The North Highland Line


The railway line from Inverness to Thurso and Wick in Caithness is the northernmost railway in the British Isles, and it is my preferred route in and out of home in Wick to the big city of Inverness some one hundred and twenty-five kilometres (somewhat less than eighty miles) away as the crow flies.

The timetable allows the train more than four hours to cover this distance because it does not travel in anything like a straight line; it only nods acknowledgement to the region’s main thoroughfare and transport route, the final stretch of the A9. Instead of hugging the coast, the line meanders inland at several points for historical and logistical reasons.

I shall tell you all about them as we take an imaginary ride from Inverness to Wick one sunny morning. First, we shall find some seats with clear views both right and left and place four hours worth of snacks and beverages on the table! [Covid-19 regulations allow for the removal of masks while eating and drinking.]

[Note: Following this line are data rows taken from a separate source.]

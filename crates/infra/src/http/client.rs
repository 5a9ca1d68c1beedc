use std::time::Duration;

use reqwest::{Client as ReqwestClient, Method, RequestBuilder, Response};
use sheetsync_domain::SheetSyncError;
use tracing::debug;

use crate::errors::InfraError;

const DEFAULT_USER_AGENT: &str = concat!("sheetsync/", env!("CARGO_PKG_VERSION"));

/// HTTP client with timeout and user agent defaults.
///
/// Any HTTP status is handed back to the caller. API failures are classified
/// and retried by the remote call invoker, never here.
#[derive(Clone)]
pub struct HttpClient {
    client: ReqwestClient,
}

impl HttpClient {
    /// Start building a new HTTP client.
    pub fn builder() -> HttpClientBuilder {
        HttpClientBuilder::default()
    }

    /// Convenience constructor with default configuration.
    pub fn new() -> Result<Self, SheetSyncError> {
        Self::builder().build()
    }

    /// Create a request builder using the underlying reqwest client.
    pub fn request<U>(&self, method: Method, url: U) -> RequestBuilder
    where
        U: reqwest::IntoUrl,
    {
        self.client.request(method, url)
    }

    /// Execute the provided request builder.
    ///
    /// Any HTTP status is returned as a response; only transport failures
    /// surface as errors.
    pub async fn send(&self, builder: RequestBuilder) -> Result<Response, SheetSyncError> {
        let request = builder.build().map_err(|err| SheetSyncError::from(InfraError::from(err)))?;

        let method = request.method().clone();
        let url = request.url().clone();
        debug!(%method, %url, "sending HTTP request");

        match self.client.execute(request).await {
            Ok(response) => {
                debug!(%method, %url, status = %response.status(), "received HTTP response");
                Ok(response)
            }
            Err(err) => {
                debug!(%method, %url, error = %err, "HTTP request failed");
                Err(SheetSyncError::from(InfraError::from(err)))
            }
        }
    }
}

/// Builder for [`HttpClient`].
#[derive(Debug)]
pub struct HttpClientBuilder {
    timeout: Duration,
    user_agent: Option<String>,
    default_headers: Option<reqwest::header::HeaderMap>,
}

impl Default for HttpClientBuilder {
    fn default() -> Self {
        Self {
            timeout: Duration::from_secs(60),
            user_agent: None,
            default_headers: None,
        }
    }
}

impl HttpClientBuilder {
    pub fn timeout(mut self, timeout: Duration) -> Self {
        self.timeout = timeout;
        self
    }

    pub fn user_agent(mut self, agent: impl Into<String>) -> Self {
        self.user_agent = Some(agent.into());
        self
    }

    pub fn default_headers(mut self, headers: reqwest::header::HeaderMap) -> Self {
        self.default_headers = Some(headers);
        self
    }

    pub fn build(self) -> Result<HttpClient, SheetSyncError> {
        let agent = self.user_agent.unwrap_or_else(|| DEFAULT_USER_AGENT.to_string());
        let mut builder =
            ReqwestClient::builder().timeout(self.timeout).user_agent(agent).no_proxy();

        if let Some(headers) = self.default_headers {
            builder = builder.default_headers(headers);
        }

        let client = builder.build().map_err(|err| SheetSyncError::from(InfraError::from(err)))?;

        Ok(HttpClient { client })
    }
}

#[cfg(test)]
mod tests {
    use std::net::TcpListener;

    use reqwest::{Method, StatusCode};
    use wiremock::matchers::{header, method};
    use wiremock::{Mock, MockServer, ResponseTemplate};

    use super::*;

    /// Validates that the client never repeats a request on its own.
    ///
    /// Assertions:
    /// - A 502 comes back as a response after one request.
    #[tokio::test]
    async fn returns_server_errors_without_retry() {
        let server = MockServer::start().await;
        Mock::given(method("GET"))
            .respond_with(ResponseTemplate::new(502))
            .expect(1)
            .mount(&server)
            .await;

        let client = HttpClient::new().expect("http client");
        let response =
            client.send(client.request(Method::GET, server.uri())).await.expect("response");

        assert_eq!(response.status(), StatusCode::BAD_GATEWAY);
        let requests = server.received_requests().await.unwrap();
        assert_eq!(requests.len(), 1);
    }

    #[tokio::test]
    async fn sends_default_user_agent() {
        let server = MockServer::start().await;
        Mock::given(method("GET"))
            .and(header("user-agent", DEFAULT_USER_AGENT))
            .respond_with(ResponseTemplate::new(200))
            .expect(1)
            .mount(&server)
            .await;

        let client = HttpClient::new().expect("http client");
        let response =
            client.send(client.request(Method::GET, server.uri())).await.expect("response");
        assert_eq!(response.status(), StatusCode::OK);
    }

    /// Validates that connection failures surface as network errors.
    ///
    /// Assertions:
    /// - A refused connection maps to `SheetSyncError::Network` on the first
    ///   attempt.
    #[tokio::test]
    async fn connection_failure_maps_to_network_error() {
        let listener = TcpListener::bind("127.0.0.1:0").unwrap();
        let addr = listener.local_addr().unwrap();
        drop(listener); // release the port so that requests fail with ECONNREFUSED
        let url = format!("http://{}", addr);

        let client =
            HttpClient::builder().timeout(Duration::from_secs(2)).build().expect("http client");

        let result = client.send(client.request(Method::GET, &url)).await;
        match result {
            Err(SheetSyncError::Network(msg)) => {
                assert!(msg.to_lowercase().contains("http"));
            }
            other => panic!("expected network error, got {:?}", other),
        }
    }
}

Inverness station does not have much about it worthy of comment. The original Victorian station was rebuilt in the 1960s in typical sixties corporation style. There is an old shunting shed remaining in Falcon Square that is now a restaurant and retail unit, and the railway works used to extend across the area where the Eastgate centre now stands and Morrisons behind it.

As the train pulls out, we turn to the north and travel through the industrial outskirts of the city till we are almost at the Beauly Firth where we turn west to cross the River Ness and almost immediately afterwards cross the swing bridge at the very start of the Caledonian Canal by the lock that separates it from the saltwater of the Firth.

The Suburbs

The sand flats and water to our right are the Beauly Firth, and as we travel along, we can glance back to the Kessock Bridge, specifically interesting because of its earthquake-proof construction. We shall look for shore and sea birds on the firth until we reach the end and cross the river feeding it at Beauly. Now we turn north to pass through the Muir of Ord (“muir” being Scots for moor and “òrd” being Gaelic for a rounded hill) the moorland of the rounded hill. Just a short way off is Castle Hill, an Iron age henge, the top of which is used as the thirteenth green for Muir of Ord golf course.

When we reach Conan Bridge, we will see the first hints of the Cromarty Firth on our right, and soon we shall stop at Dingwall. Dingwall station is interesting in itself with its huge wide platforms and impressive buildings. These came about when the station was redesigned in 1886 after the consolidation of several railway companies meaning just two platforms were necessary. The wide platforms were of particular use during the first world war when the station played its part as a rest and refreshment stop on the Jellicoe Express, a daily service running directly between London and Thurso to service the troops at Scapa Flow in Orkney. Today, it allows the influx and outflow of football fans coming to watch Ross County, the northernmost Scottish Premier club and easily seen to the station’s right.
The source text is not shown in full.